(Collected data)
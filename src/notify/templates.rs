//! Email body templates.
//!
//! Built-in HTML templates ship with the binary; a directory holding
//! `success_template.html` / `failure_template.html` can override either one.
//! Placeholders are `{{ name }}` and are substituted verbatim.

use std::path::Path;

use crate::error::NotifyError;
use crate::notify::report::{Report, ReportKind};

pub const SUCCESS_TEMPLATE: &str = "success_template.html";
pub const FAILURE_TEMPLATE: &str = "failure_template.html";

const BUILTIN_SUCCESS: &str = include_str!("../../templates/success_template.html");
const BUILTIN_FAILURE: &str = include_str!("../../templates/failure_template.html");

/// Rendered value for an absent namespace or data field.
const MISSING: &str = "None";

#[derive(Debug, Clone)]
pub struct Templates {
    success: String,
    failure: String,
}

impl Default for Templates {
    fn default() -> Self {
        Self {
            success: BUILTIN_SUCCESS.to_string(),
            failure: BUILTIN_FAILURE.to_string(),
        }
    }
}

impl Templates {
    /// Load templates, preferring files under `dir` when present.
    pub fn load(dir: Option<&Path>) -> Result<Self, NotifyError> {
        let mut templates = Self::default();
        let Some(dir) = dir else {
            return Ok(templates);
        };

        if let Some(body) = read_override(dir, SUCCESS_TEMPLATE)? {
            templates.success = body;
        }
        if let Some(body) = read_override(dir, FAILURE_TEMPLATE)? {
            templates.failure = body;
        }
        tracing::info!("Loaded notification templates from {}", dir.display());
        Ok(templates)
    }

    /// Render the body for `report`. Success bodies only see the namespace.
    pub fn render(&self, report: &Report) -> String {
        let namespace = report.namespace.as_deref().unwrap_or(MISSING);
        match report.kind {
            ReportKind::Success => substitute(&self.success, |name| match name {
                "namespace" => Some(namespace),
                _ => None,
            }),
            ReportKind::Failure => {
                let response = report.data.as_deref().unwrap_or(MISSING);
                substitute(&self.failure, |name| match name {
                    "namespace" => Some(namespace),
                    "response" => Some(response),
                    _ => None,
                })
            }
        }
    }
}

fn read_override(dir: &Path, name: &str) -> Result<Option<String>, NotifyError> {
    let path = dir.join(name);
    if !path.is_file() {
        return Ok(None);
    }
    std::fs::read_to_string(&path)
        .map(Some)
        .map_err(|e| NotifyError::Template {
            name: path.display().to_string(),
            reason: e.to_string(),
        })
}

/// Replace each `{{ name }}` with `lookup(name)`. Unknown names render empty.
fn substitute<'a, F>(template: &str, lookup: F) -> String
where
    F: Fn(&str) -> Option<&'a str>,
{
    let mut out = String::with_capacity(template.len());
    let mut rest = template;

    while let Some(start) = rest.find("{{") {
        out.push_str(&rest[..start]);
        let after = &rest[start + 2..];
        match after.find("}}") {
            Some(end) => {
                if let Some(value) = lookup(after[..end].trim()) {
                    out.push_str(value);
                }
                rest = &after[end + 2..];
            }
            None => {
                // Unterminated placeholder, emit as-is.
                out.push_str(&rest[start..]);
                rest = "";
            }
        }
    }
    out.push_str(rest);
    out
}

#[cfg(test)]
mod tests {
    use super::*;

    #[test]
    fn failure_embeds_namespace_and_response() {
        let templates = Templates::default();
        let report = Report::failure(
            Some("sync2jira-stage".into()),
            "error sending request: connection refused <tcp>",
        );
        let html = templates.render(&report);
        assert!(html.contains("sync2jira-stage"));
        assert!(html.contains("error sending request: connection refused <tcp>"));
    }

    #[test]
    fn success_embeds_namespace_only() {
        let templates = Templates::default();
        let html = templates.render(&Report::success("openshift-build"));
        assert!(html.contains("openshift-build"));
        assert!(!html.contains("{{"));
    }

    #[test]
    fn missing_fields_render_none() {
        let templates = Templates::default();
        let html = templates.render(&Report {
            kind: ReportKind::Failure,
            namespace: None,
            data: None,
        });
        assert!(html.contains("<b>None</b>"));
        assert!(html.contains("<pre>None</pre>"));
    }

    #[test]
    fn substitute_handles_spacing_and_unknowns() {
        let out = substitute("a={{a}} b={{  b }} c={{ c }} d={{ d", |name| match name {
            "a" => Some("1"),
            "b" => Some("2"),
            _ => None,
        });
        assert_eq!(out, "a=1 b=2 c= d={{ d");
    }

    #[test]
    fn directory_overrides_one_template() {
        let dir = tempfile::tempdir().unwrap();
        std::fs::write(
            dir.path().join(FAILURE_TEMPLATE),
            "FAILED {{ namespace }}: {{ response }}",
        )
        .unwrap();

        let templates = Templates::load(Some(dir.path())).unwrap();
        let failure = templates.render(&Report::failure(Some("ns".into()), "503"));
        assert_eq!(failure, "FAILED ns: 503");

        let success = templates.render(&Report::success("ns"));
        assert!(success.contains("image update succeeded"));
    }

    #[test]
    fn no_directory_uses_builtins() {
        let templates = Templates::load(None).unwrap();
        assert_eq!(templates.success, BUILTIN_SUCCESS);
        assert_eq!(templates.failure, BUILTIN_FAILURE);
    }
}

— Exercise instructions —
Copy every line of the data where "match" is found.

— Output of the exercise —
        match report.kind {
            ReportKind::Success => substitute(&self.success, |name| match name {
                substitute(&self.failure, |name| match name {
        match after.find("}}") {
        let out = substitute("a={{a}} b={{  b }} c={{ c }} d={{ d", |name| match name {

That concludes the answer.